Proposition 9.3.14. If a poset \( P \) is a directed set then \( \left| P\right| \) is contractible.
Proof. Whenever \( K \) is a finite subcomplex of \( P \) there exists \( v \in P \) such that the cone \( v * \left| K\right| \) is a subcomplex of \( \left| P\right| \) . Thus the homotopy groups of \( \left| P\right| \) are trivial, so, by the Whitehead Theorem, \( \left| P\right| \) is contractible.
Corollary 9.3.15. \( \left| B\right| \) is contractible.
The function \( f : B \rightarrow \mathbb{N} \) extends affinely to a Morse function \( {}^{8} \) (also denoted by) \( f : \left| B\right| \rightarrow \mathbb{R} \) . Then \( \left| {B}_{n}\right| = {f}^{-1}(\left( {-\infty, n\rbrack }\right) \) .
Proposition 9.3.16. The \( {CW} \) complex \( F \smallsetminus \left| {B}_{n}\right| \) is finite.
Proof.
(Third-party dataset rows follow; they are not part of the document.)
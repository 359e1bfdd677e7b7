// Copyright (c) AlphaVelocity.
// All rights reserved.
//
// This source code is licensed under the license found in the
// LICENSE file in the root directory of this source tree.

use chrono::{NaiveDate, NaiveDateTime};
use moneystreak::finance::aggregate::{
    by_category, by_month, cashflow, daily_totals, monthly_report, period_summary, recent,
    spending_on, sum_by_type, top_categories,
};
use moneystreak::finance::period::{Window, fiscal_month};
use moneystreak::models::{Transaction, TransactionType, new_id};
use rust_decimal::Decimal;

fn dt(y: i32, m: u32, day: u32, h: u32) -> NaiveDateTime {
    NaiveDate::from_ymd_opt(y, m, day)
        .unwrap()
        .and_hms_opt(h, 0, 0)
        .unwrap()
}

fn tx(ty: TransactionType, amount: i64, category: &str, at: NaiveDateTime) -> Transaction {
    Transaction {
        id: new_id(),
        r#type: ty,
        amount: Decimal::from(amount),
        date: at,
        category: category.to_string(),
        note: String::new(),
        created_at: at,
    }
}

fn march() -> Window {
    Window::from_days(
        NaiveDate::from_ymd_opt(2025, 3, 1).unwrap(),
        NaiveDate::from_ymd_opt(2025, 3, 31).unwrap(),
    )
}

fn sample() -> Vec<Transaction> {
    use TransactionType::*;
    vec![
        tx(Income, 10_000, "Salary", dt(2025, 3, 1, 9)),
        tx(Expense, 500, "Food", dt(2025, 3, 2, 12)),
        tx(Expense, 300, "Transport", dt(2025, 3, 2, 18)),
        tx(Expense, 200, "Food", dt(2025, 3, 15, 13)),
        tx(Expense, 700, "Housing", dt(2025, 3, 31, 23)),
        tx(Expense, 999, "Food", dt(2025, 4, 1, 0)),
        tx(Income, 50, "Gift", dt(2025, 2, 28, 10)),
    ]
}

#[test]
fn sums_only_count_the_window() {
    let txs = sample();
    assert_eq!(
        sum_by_type(&txs, &march(), TransactionType::Expense),
        Decimal::from(1700)
    );
    assert_eq!(
        sum_by_type(&txs, &march(), TransactionType::Income),
        Decimal::from(10_000)
    );

    let s = period_summary(&txs, &march());
    assert_eq!(s.balance, s.income - s.expense);
    assert_eq!(s.balance, Decimal::from(8300));
}

#[test]
fn top_categories_cover_all_spend_and_rank_descending() {
    let txs = sample();
    let top = top_categories(&txs, &march(), TransactionType::Expense, 10);
    let names: Vec<&str> = top.iter().map(|c| c.category.as_str()).collect();
    assert_eq!(names, vec!["Food", "Housing", "Transport"]);
    let total: Decimal = top.iter().map(|c| c.amount).sum();
    assert_eq!(total, Decimal::from(1700));
    // 700 / 1700 = 41.18 -> 41
    assert_eq!(top[0].percentage, Decimal::from(41));
    assert_eq!(top[1].percentage, Decimal::from(41));
    assert_eq!(top[2].percentage, Decimal::from(18));

    let limited = top_categories(&txs, &march(), TransactionType::Expense, 1);
    assert_eq!(limited.len(), 1);
}

#[test]
fn top_categories_ties_keep_first_seen_order() {
    use TransactionType::Expense;
    let txs = vec![
        tx(Expense, 100, "Books", dt(2025, 3, 3, 9)),
        tx(Expense, 100, "Games", dt(2025, 3, 4, 9)),
        tx(Expense, 100, "Apps", dt(2025, 3, 5, 9)),
    ];
    let top = top_categories(&txs, &march(), Expense, 5);
    let names: Vec<&str> = top.iter().map(|c| c.category.as_str()).collect();
    assert_eq!(names, vec!["Books", "Games", "Apps"]);
}

#[test]
fn empty_window_has_no_shares() {
    let top = top_categories(&[], &march(), TransactionType::Expense, 5);
    assert!(top.is_empty());
    let s = period_summary(&[], &march());
    assert_eq!(s.balance, Decimal::ZERO);
}

#[test]
fn recent_is_newest_first_and_truncated() {
    let txs = sample();
    let rows = recent(&txs, &march(), 2);
    assert_eq!(rows.len(), 2);
    assert_eq!(rows[0].category, "Housing");
    assert_eq!(rows[1].category, "Food");
    assert_eq!(rows[1].date, dt(2025, 3, 15, 13));
}

#[test]
fn fiscal_window_feeds_the_summary() {
    let txs = sample();
    // start day 15: 2025-03-20 falls in [Mar 15, Apr 14]
    let w = fiscal_month(NaiveDate::from_ymd_opt(2025, 3, 20).unwrap(), 15);
    let s = period_summary(&txs, &w);
    assert_eq!(s.expense, Decimal::from(200 + 700 + 999));
    assert_eq!(s.income, Decimal::ZERO);
}

#[test]
fn monthly_report_groups_expenses_by_category() {
    let txs = sample();
    let report = monthly_report(&txs, "2025-03").unwrap();
    assert_eq!(report.total_income, Decimal::from(10_000));
    assert_eq!(report.total_expense, Decimal::from(1700));
    assert_eq!(report.balance, Decimal::from(8300));
    assert_eq!(report.expenses_by_category["Food"], Decimal::from(700));
    assert_eq!(report.expenses_by_category.len(), 3);
    assert!(monthly_report(&txs, "2025/03").is_err());
}

#[test]
fn cashflow_fills_empty_months() {
    let txs = sample();
    let points = cashflow(&txs, NaiveDate::from_ymd_opt(2025, 4, 10).unwrap(), 3);
    let months: Vec<&str> = points.iter().map(|p| p.month.as_str()).collect();
    assert_eq!(months, vec!["2025-02", "2025-03", "2025-04"]);
    assert_eq!(points[0].income, Decimal::from(50));
    assert_eq!(points[2].expense, Decimal::from(999));
    assert_eq!(points[1].balance, Decimal::from(8300));
}

#[test]
fn daily_totals_include_every_day() {
    let txs = sample();
    let days = daily_totals(&txs, &march());
    assert_eq!(days.len(), 31);
    let second = &days[1];
    assert_eq!(second.total_expense, Decimal::from(800));
    assert_eq!(second.transactions.len(), 2);
    assert_eq!(second.transactions[0].category, "Transport");
    assert!(days[2].transactions.is_empty());
}

#[test]
fn per_day_and_per_category_queries() {
    let txs = sample();
    assert_eq!(
        spending_on(&txs, NaiveDate::from_ymd_opt(2025, 3, 2).unwrap()),
        Decimal::from(800)
    );
    assert_eq!(by_category(&txs, "Food", None).count(), 3);
    assert_eq!(
        by_category(&txs, "Salary", Some(TransactionType::Expense)).count(),
        0
    );
}

#[test]
fn by_month_uses_calendar_months() {
    let txs = sample();
    assert_eq!(by_month(&txs, "2025-03").count(), 5);
    assert_eq!(by_month(&txs, "2025-04").count(), 1);
    assert_eq!(by_month(&txs, "2024-12").count(), 0);
}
Let \( \left\lbrack {h, S}\right\rbrack \in {B}_{n} \) . Its \( F \) -orbit contains \( \left\lbrack {1, S}\right\rbrack \) and there are only finitely many finite trees having at most \( n \) leaves. This shows that the 0 -skeleton of \( F \smallsetminus \left| {B}_{n}\right| \) is finite. The rest is clear.
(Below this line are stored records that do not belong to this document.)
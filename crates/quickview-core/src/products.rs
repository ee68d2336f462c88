use std::fmt;
use std::num::NonZeroU32;

use serde::{Deserialize, Serialize};

use crate::CoreError;

/// Shopify numeric variant ID.
#[derive(Debug, Clone, Copy, PartialEq, Eq, Hash, PartialOrd, Ord, Serialize, Deserialize)]
#[serde(transparent)]
pub struct VariantId(pub i64);

impl fmt::Display for VariantId {
    fn fmt(&self, f: &mut fmt::Formatter<'_>) -> fmt::Result {
        write!(f, "{}", self.0)
    }
}

/// One selectable dimension of a product, e.g. `Color` or `Size`.
///
/// Axis order matters: axis 0 drives the primary (button) selector, later
/// axes drive the dropdowns.
#[derive(Debug, Clone, PartialEq, Eq, Serialize, Deserialize)]
pub struct OptionAxis {
    pub name: String,
    pub values: Vec<String>,
}

impl OptionAxis {
    #[must_use]
    pub fn new(name: impl Into<String>, values: Vec<String>) -> Self {
        Self {
            name: name.into(),
            values,
        }
    }

    /// Returns `true` if `value` is one of this axis' allowed values.
    #[must_use]
    pub fn contains(&self, value: &str) -> bool {
        self.values.iter().any(|v| v == value)
    }
}

/// A single purchasable combination of axis values.
#[derive(Debug, Clone, PartialEq, Eq, Serialize, Deserialize)]
pub struct Variant {
    pub id: VariantId,
    /// Display title, e.g. `"Black / Medium"`.
    pub title: String,
    /// One value per product axis, in axis order.
    pub options: Vec<String>,
    /// Price in minor currency units (cents).
    pub price: i64,
    pub available: bool,
}

/// A product as shown in the quick-view popup.
///
/// Only constructible through [`Product::new`], so every `Product` in
/// circulation satisfies `variant.options[i] ∈ axes[i].values`.
#[derive(Debug, Clone, PartialEq, Eq, Serialize)]
pub struct Product {
    id: i64,
    handle: String,
    title: String,
    description: Option<String>,
    featured_image: Option<String>,
    axes: Vec<OptionAxis>,
    variants: Vec<Variant>,
}

/// Unvalidated product fields, passed to [`Product::new`].
#[derive(Debug, Clone, Default)]
pub struct ProductParts {
    pub id: i64,
    pub handle: String,
    pub title: String,
    pub description: Option<String>,
    pub featured_image: Option<String>,
    pub axes: Vec<OptionAxis>,
    pub variants: Vec<Variant>,
}

impl Product {
    /// Validates `parts` and builds a [`Product`].
    ///
    /// # Errors
    ///
    /// - [`CoreError::NoAxes`] if there are no axes.
    /// - [`CoreError::EmptyAxis`] if an axis has no values.
    /// - [`CoreError::OptionCountMismatch`] if a variant's option count differs
    ///   from the axis count.
    /// - [`CoreError::UnknownOptionValue`] if a variant option is not a member
    ///   of its axis.
    pub fn new(parts: ProductParts) -> Result<Self, CoreError> {
        if parts.axes.is_empty() {
            return Err(CoreError::NoAxes {
                product: parts.handle,
            });
        }
        if let Some(axis) = parts.axes.iter().find(|a| a.values.is_empty()) {
            return Err(CoreError::EmptyAxis {
                product: parts.handle.clone(),
                axis: axis.name.clone(),
            });
        }

        for variant in &parts.variants {
            if variant.options.len() != parts.axes.len() {
                return Err(CoreError::OptionCountMismatch {
                    variant: variant.id,
                    expected: parts.axes.len(),
                    actual: variant.options.len(),
                });
            }
            for (axis, value) in parts.axes.iter().zip(&variant.options) {
                if !axis.contains(value) {
                    return Err(CoreError::UnknownOptionValue {
                        axis: axis.name.clone(),
                        value: value.clone(),
                    });
                }
            }
        }

        Ok(Self {
            id: parts.id,
            handle: parts.handle,
            title: parts.title,
            description: parts.description,
            featured_image: parts.featured_image,
            axes: parts.axes,
            variants: parts.variants,
        })
    }

    #[must_use]
    pub fn id(&self) -> i64 {
        self.id
    }

    /// URL slug, e.g. `"soft-winter-jacket"`.
    #[must_use]
    pub fn handle(&self) -> &str {
        &self.handle
    }

    #[must_use]
    pub fn title(&self) -> &str {
        &self.title
    }

    #[must_use]
    pub fn description(&self) -> Option<&str> {
        self.description.as_deref()
    }

    #[must_use]
    pub fn featured_image(&self) -> Option<&str> {
        self.featured_image.as_deref()
    }

    #[must_use]
    pub fn axes(&self) -> &[OptionAxis] {
        &self.axes
    }

    #[must_use]
    pub fn variants(&self) -> &[Variant] {
        &self.variants
    }

    /// Returns the first variant flagged as available, in source order.
    #[must_use]
    pub fn first_available_variant(&self) -> Option<&Variant> {
        self.variants.iter().find(|v| v.available)
    }
}

/// One line submitted to the cart endpoint.
#[derive(Debug, Clone, Copy, PartialEq, Eq, Serialize)]
pub struct CartLineRequest {
    pub id: VariantId,
    pub quantity: NonZeroU32,
}

impl CartLineRequest {
    /// A single unit of `id`.
    #[must_use]
    pub fn single(id: VariantId) -> Self {
        Self {
            id,
            quantity: NonZeroU32::MIN,
        }
    }
}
Proposition 9.3.17. For each integer \( k \) there is an integer \( m\left( k\right) \) such that if \( b \) is a vertex of \( B \) and \( f\left( b\right) \geq m\left( k\right) \), then the downward link \( {\operatorname{lk}}_{\left| B\right| }^{ \downarrow }b \) is \( k \) - connected.
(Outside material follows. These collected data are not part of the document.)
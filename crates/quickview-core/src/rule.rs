use serde::{Deserialize, Serialize};

use crate::selection::SelectionState;

/// Adds a companion product when a configured color/size pair is selected.
///
/// The predicate looks at the raw selected option values (axis 0 for color,
/// axis 1 for size), compared case-insensitively. It never looks at variant
/// ids.
#[derive(Debug, Clone, PartialEq, Eq, Serialize, Deserialize)]
pub struct AutoAddRule {
    /// Handle of the product to add, e.g. `"soft-winter-jacket"`.
    pub companion_handle: String,
    pub color: String,
    pub size: String,
}

impl AutoAddRule {
    #[must_use]
    pub fn new(
        companion_handle: impl Into<String>,
        color: impl Into<String>,
        size: impl Into<String>,
    ) -> Self {
        Self {
            companion_handle: companion_handle.into(),
            color: color.into(),
            size: size.into(),
        }
    }

    #[must_use]
    pub fn matches(&self, selection: &SelectionState) -> bool {
        let (Some(color), Some(size)) = (selection.get(0), selection.get(1)) else {
            return false;
        };
        eq_ignore_case(color, &self.color) && eq_ignore_case(size, &self.size)
    }
}

fn eq_ignore_case(a: &str, b: &str) -> bool {
    a.to_lowercase() == b.to_lowercase()
}
//! The `add` command.
//!
//! Each invocation gets a fresh cookie jar, so the cart it fills is a new
//! anonymous cart. Useful for checking the rule end to end against a store,
//! not for shopping.

use quickview_core::AppConfig;
use quickview_storefront::{
    CartAddOrchestrator, CompanionStatus, StorefrontClient, SubmitError, SubmitOutcome,
};

use crate::inspect::open_session;

pub(crate) async fn run_add(
    config: &AppConfig,
    handle: &str,
    options: &[String],
    dry_run: bool,
) -> anyhow::Result<()> {
    let client = StorefrontClient::from_config(config)?;
    let product = client.fetch_product(handle).await?;
    let session = open_session(product, options)?;
    let request = session.snapshot();
    let rule = config.auto_add_rule();

    if dry_run {
        match &request.variant {
            Some(v) => println!(
                "would add variant {} ({}){}",
                v.id,
                v.title,
                if v.available { "" } else { " [sold out, would be refused]" }
            ),
            None => println!("selection does not resolve to a variant; nothing would be added"),
        }
        if rule.matches(&request.selection) {
            println!("would also add \"{}\"", rule.companion_handle);
        }
        return Ok(());
    }

    let orchestrator = CartAddOrchestrator::new(client, rule);
    match orchestrator.submit(request).await {
        Ok(SubmitOutcome::Succeeded { item, companion }) => {
            println!("added variant {} to cart", item.variant_id);
            match companion {
                CompanionStatus::NotTriggered => {}
                CompanionStatus::Added(jacket) => {
                    println!("also added companion variant {}", jacket.variant_id);
                }
                CompanionStatus::NoAvailableVariant => {
                    println!("companion product is sold out; not added");
                }
            }
        }
        Ok(SubmitOutcome::SucceededWithCompanionFailure { item, error }) => {
            println!("added variant {} to cart", item.variant_id);
            eprintln!("note: companion product could not be added: {error}");
        }
        Err(SubmitError::InvalidSelection) => {
            anyhow::bail!("the selected variant is unavailable");
        }
        Err(SubmitError::AlreadySubmitting) => {
            tracing::debug!("submit already in flight; ignoring");
        }
        Err(SubmitError::Failed(e)) => anyhow::bail!("add to cart failed: {e}"),
    }
    Ok(())
}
We postpone the proof of 9.3.17 until the next subsection.
Proposition 9.3.18. For \( n \geq m\left( k\right) ,\left| {B}_{n}\right| \) is \( k \) -connected. Hence \( \left\{ \left| {B}_{n}\right| \right\} \) is essentially \( k \) -connected for all \( k \) .
Proof. By 9.3.17 and 8.3.4 we conclude that \( \left( {\left| {B}_{n}\right| ,\left| {B}_{n - 1}\right| }\right) \) is \( \left( {k + 1}\right) \) -connected if \( n \geq m\left( k\right) \) . When combined with the Whitehead Theorem and 9.3.15 this proves what is claimed.
By 7.4.1 and 7.2.2 we conclude:
Theorem 9.3.19. (Brown-Geoghegan Theorem) Thompson's Group \( F \) has type \( {F}_{\infty } \) .
## E. Analysis of the downward links:
It remains to prove 9.3.17. We begin with two topics of general interest (9.3.20 and 9.3.21).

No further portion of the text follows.